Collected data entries
◇ ◇ ◇ ◇

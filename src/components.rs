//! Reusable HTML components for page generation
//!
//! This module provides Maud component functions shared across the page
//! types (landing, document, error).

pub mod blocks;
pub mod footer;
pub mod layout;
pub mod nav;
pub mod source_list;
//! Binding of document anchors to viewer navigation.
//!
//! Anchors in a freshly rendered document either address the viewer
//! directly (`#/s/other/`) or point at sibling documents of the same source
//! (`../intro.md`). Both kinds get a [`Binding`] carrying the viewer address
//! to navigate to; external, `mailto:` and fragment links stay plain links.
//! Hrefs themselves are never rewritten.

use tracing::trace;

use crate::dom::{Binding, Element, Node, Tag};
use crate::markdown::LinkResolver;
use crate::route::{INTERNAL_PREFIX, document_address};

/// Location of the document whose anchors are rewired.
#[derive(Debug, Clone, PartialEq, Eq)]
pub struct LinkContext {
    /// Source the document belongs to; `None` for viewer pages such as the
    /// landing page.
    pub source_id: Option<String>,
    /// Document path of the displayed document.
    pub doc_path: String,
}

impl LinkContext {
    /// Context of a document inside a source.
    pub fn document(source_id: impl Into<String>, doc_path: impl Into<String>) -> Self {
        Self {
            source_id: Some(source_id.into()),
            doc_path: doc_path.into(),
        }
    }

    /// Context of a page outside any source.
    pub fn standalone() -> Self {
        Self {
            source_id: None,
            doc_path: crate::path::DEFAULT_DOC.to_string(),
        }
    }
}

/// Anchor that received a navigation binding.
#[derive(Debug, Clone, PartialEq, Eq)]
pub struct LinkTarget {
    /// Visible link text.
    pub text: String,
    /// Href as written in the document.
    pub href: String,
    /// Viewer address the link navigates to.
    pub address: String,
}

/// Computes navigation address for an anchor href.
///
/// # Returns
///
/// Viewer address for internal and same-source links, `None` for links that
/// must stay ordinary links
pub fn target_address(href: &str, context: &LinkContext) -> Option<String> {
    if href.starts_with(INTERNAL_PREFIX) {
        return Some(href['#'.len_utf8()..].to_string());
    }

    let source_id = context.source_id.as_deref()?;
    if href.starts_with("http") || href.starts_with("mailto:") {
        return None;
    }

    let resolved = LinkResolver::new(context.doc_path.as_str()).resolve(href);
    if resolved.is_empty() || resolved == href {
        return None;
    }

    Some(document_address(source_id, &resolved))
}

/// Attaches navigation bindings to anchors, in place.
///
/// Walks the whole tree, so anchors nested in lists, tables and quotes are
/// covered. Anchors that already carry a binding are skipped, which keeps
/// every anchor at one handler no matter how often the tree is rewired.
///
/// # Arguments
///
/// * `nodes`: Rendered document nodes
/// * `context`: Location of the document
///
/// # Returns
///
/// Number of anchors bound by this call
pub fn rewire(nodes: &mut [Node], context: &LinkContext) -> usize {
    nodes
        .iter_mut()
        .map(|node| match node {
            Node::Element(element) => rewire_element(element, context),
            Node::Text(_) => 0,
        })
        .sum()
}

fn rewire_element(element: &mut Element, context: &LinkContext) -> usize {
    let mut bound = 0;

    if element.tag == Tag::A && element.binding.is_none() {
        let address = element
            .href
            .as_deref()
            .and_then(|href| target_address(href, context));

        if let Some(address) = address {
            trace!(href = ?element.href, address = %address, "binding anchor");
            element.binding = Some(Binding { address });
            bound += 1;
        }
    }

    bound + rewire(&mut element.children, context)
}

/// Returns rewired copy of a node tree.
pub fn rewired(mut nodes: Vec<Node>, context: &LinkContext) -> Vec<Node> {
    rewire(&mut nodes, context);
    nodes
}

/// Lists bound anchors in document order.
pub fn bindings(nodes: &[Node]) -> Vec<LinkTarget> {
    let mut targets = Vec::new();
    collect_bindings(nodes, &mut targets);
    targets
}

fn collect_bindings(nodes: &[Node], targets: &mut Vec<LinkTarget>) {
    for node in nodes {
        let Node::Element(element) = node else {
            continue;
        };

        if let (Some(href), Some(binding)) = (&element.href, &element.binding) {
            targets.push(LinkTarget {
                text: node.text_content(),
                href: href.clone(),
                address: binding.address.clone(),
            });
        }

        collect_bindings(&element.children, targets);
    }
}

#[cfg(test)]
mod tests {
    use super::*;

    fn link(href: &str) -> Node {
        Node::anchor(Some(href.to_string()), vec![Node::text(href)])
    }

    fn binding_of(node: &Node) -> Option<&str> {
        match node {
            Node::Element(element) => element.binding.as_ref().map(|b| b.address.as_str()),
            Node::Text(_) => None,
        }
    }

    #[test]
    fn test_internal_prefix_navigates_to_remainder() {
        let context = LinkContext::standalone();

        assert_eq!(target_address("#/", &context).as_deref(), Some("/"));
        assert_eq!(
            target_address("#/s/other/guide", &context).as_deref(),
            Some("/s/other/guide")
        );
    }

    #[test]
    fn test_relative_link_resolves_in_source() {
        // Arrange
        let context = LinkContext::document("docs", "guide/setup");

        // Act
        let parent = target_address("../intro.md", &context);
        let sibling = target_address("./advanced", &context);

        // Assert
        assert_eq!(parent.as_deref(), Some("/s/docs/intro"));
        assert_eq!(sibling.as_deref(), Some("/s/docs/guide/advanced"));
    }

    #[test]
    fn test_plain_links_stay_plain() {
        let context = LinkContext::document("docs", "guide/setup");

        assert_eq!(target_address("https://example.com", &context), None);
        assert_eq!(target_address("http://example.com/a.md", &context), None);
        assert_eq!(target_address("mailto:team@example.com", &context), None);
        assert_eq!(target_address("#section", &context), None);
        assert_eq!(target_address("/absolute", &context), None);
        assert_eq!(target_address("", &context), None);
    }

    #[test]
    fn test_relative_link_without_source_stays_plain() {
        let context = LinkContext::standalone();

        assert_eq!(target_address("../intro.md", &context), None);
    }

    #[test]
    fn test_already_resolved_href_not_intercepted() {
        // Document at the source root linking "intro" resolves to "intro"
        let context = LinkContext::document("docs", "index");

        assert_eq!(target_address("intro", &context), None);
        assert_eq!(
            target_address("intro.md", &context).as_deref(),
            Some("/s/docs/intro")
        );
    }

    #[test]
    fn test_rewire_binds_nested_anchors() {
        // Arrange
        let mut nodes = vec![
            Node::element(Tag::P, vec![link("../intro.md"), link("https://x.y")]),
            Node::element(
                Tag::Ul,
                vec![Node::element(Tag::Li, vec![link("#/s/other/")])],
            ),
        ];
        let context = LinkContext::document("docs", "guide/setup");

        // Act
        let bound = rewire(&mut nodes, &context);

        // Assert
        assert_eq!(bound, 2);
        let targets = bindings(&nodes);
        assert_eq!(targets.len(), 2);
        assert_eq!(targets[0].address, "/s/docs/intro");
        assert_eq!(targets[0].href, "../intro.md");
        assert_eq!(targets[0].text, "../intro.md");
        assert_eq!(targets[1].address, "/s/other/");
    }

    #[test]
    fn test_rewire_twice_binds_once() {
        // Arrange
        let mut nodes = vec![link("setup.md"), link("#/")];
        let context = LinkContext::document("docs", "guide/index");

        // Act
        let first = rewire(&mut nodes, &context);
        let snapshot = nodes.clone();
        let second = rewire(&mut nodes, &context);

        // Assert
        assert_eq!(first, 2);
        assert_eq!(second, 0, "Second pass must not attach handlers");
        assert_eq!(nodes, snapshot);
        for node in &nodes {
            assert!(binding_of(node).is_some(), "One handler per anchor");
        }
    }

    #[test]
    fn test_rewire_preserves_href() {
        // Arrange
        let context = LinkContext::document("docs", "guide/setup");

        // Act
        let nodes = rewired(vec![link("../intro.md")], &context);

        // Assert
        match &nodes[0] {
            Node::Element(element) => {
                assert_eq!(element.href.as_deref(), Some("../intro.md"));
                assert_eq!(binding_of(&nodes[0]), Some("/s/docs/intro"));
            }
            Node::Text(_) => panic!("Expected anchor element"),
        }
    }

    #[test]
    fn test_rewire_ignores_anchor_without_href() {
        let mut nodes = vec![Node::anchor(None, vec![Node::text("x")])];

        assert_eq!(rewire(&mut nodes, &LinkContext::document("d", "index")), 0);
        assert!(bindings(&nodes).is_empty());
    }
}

◇ ◇ ◇ ◇

## Exercise
Once you find the line with "across the page" above, print it and every line after it up to and including the line with "address the viewer", exactly as written and nothing else.

## Result of the task
//! This module provides Maud component functions shared across the page
//! types (landing, document, error).

pub mod blocks;
pub mod footer;
pub mod layout;
pub mod nav;
pub mod source_list;
//! Binding of document anchors to viewer navigation.
//!
//! Anchors in a freshly rendered document either address the viewer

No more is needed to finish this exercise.